LDAP bind operations hard coded to 15 secs depite the User strore timeout options being increased beyond that

  • 7012564
  • 06-Jun-2013
  • 10-Jun-2013

Environment

NetIQ Access Manager 3.2
NetIQ Access Manager 3.2 Support Pack 1 applied
NetIQ Access Manager 3.2 Identity Server

Situation

Access Manager setup and working fine - users can access protected resources behind the Access Gateway after authenticating successfully to the Identity (IDP) server.

Customer then rolled out a custom Phone Factor authentication class that does the following:
- asks for username and pwssword which user submits
- back end app talks to a phone server and sends a token to the user - user submits token in response to challenge
- user successfulyl authenticated

At the moment, all works fine IF the user submits the token within 15 secs of the initial LDAP bind. If we take more than 15 secs, the IDP server issues an LDAP unbind request and the authentication fails. Increasing all LDAP timeouts in the IDP User store configuration makes no difference - anything greater than 15 seconds of a delay causes the authentication to fail.

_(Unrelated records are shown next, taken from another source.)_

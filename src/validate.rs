use serde_json::Value;

use crate::error::ValidationFailure;
use crate::types::{CandidateItem, InventoryItem};

/// Turn a candidate into an inventory item, or say why it can't be one.
///
/// Each record is judged on its own; duplicates are left for the caller.
pub fn validate(candidate: &CandidateItem) -> Result<InventoryItem, ValidationFailure> {
    let name = candidate.item_name.trim();
    if name.is_empty() {
        return Err(ValidationFailure::EmptyName);
    }

    if candidate.quantity < 1 {
        return Err(ValidationFailure::QuantityTooLow(candidate.quantity));
    }
    let quantity = u32::try_from(candidate.quantity)
        .map_err(|_| ValidationFailure::QuantityTooLarge(candidate.quantity))?;

    // The parser already clamps; anything still outside the range (or NaN)
    // came from elsewhere and is rejected.
    if !(0.0..=1.0).contains(&candidate.confidence) {
        return Err(ValidationFailure::ConfidenceOutOfRange(candidate.confidence));
    }

    let is_leftover = match candidate.is_leftover {
        Value::Bool(b) => b,
        ref other => return Err(ValidationFailure::NotBoolean(other.to_string())),
    };

    Ok(InventoryItem {
        item_name: name.to_string(),
        quantity,
        confidence: candidate.confidence,
        is_leftover,
    })
}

The log file entries show the error:

<amLogEntry> 2012-12-12T07:39:19Z INFO NIDS Application: AM#500105014:
AMDEVICEID#DC31078D41009B18: AMAUTHID#3E98195B544527F25CF38DEAFFC3E2DA: 
Attempt
ing to authenticate user CN=ncashell,
ou=Users,dc=wpo,dc=com with provided credentials. </amLogEntry>

<amLogEntry> 2012-12-12T07:39:19Z DEBUG NIDS Application:
Method: JNDILogEventListener.accept
Thread: http-219.46.37.219-8443-Processor10
Connection: c703ee71-21a6-4129-a1c5-4d6ae408c78a, Environment Parameters for
InitialDirContext() method call:
Key: java.naming.factory.initial, Value: com.sun.jndi.ldap.LdapCtxFactory
Key: java.naming.provider.url, Value: ldap://100.118.52.138
Key: com.sun.jndi.ldap.connect.timeout, Value: 0
Key: java.naming.security.principal, Value: CN=ncashell,
ou=Users,dc=wpo,dc=com
Key: java.naming.security.authentication, Value: simple
Key: java.naming.security.credentials, Value: *****
Key: java.naming.referral, Value: follow
Key: java.naming.ldap.factory.socket, Value:
com.novell.nidp.common.util.net.client.NIDP_SocketFactory
 </amLogEntry>

// 15 secs later
<amLogEntry> 2012-12-12T07:39:34Z DEBUG NIDS Application: Method: JNDILogEventListener.accept Thread: http-219.46.37.219-8443-Processor10 NamingException: Connection: c703ee71-21a6-4129-a1c5-4d6ae408c78a, Attempting to create InitialDirContext for replica: x220230apss3003 </amLogEntry> <amLogEntry> 2012-12-12T07:39:34Z DEBUG NIDS Application: Method: JNDILogEventListener.accept Thread: http-209.46.37.219-8443-Processor10 Exception while attempting to create ldap connection! </amLogEntry> <amLogEntry> 2012-12-12T07:39:34Z VERBOSE NIDS Application: Authentication contract 'AAAW_PhoneFactor' failed in method 'Name/Password/PhoneFactor - Fo rm' for session 3E98195B544527F25CF38DEAFFC3E2DA. NIDPMAIN.1536CN=ncashell,ou=Users,dc=wpou,dc=com </amLogEntry> <amLogEntry> 2012-12-12T07:39:34Z WARNING NIDS Application: Event Id: 3014668, Target: AAAW_PhoneFactor, Note 1: 3E98195B544527F25CF38DEAFFC3E2DA, Note 2: NIDPMAIN.1536CN=WPONETKG,OU=Kaplan Inc,OU=TWPC Users,dc=wpouatusi,dc=com, Note 3: Name/Password/PhoneFactor - Form, Numeric 1: 0, Data: 10.216.0.76 </amLogEntry>

Resolution

Fixed in 3.2 SP2. The TCP timeout specified on IDP main configuration page will now apply to TCP connections used for the LDAP bind operation.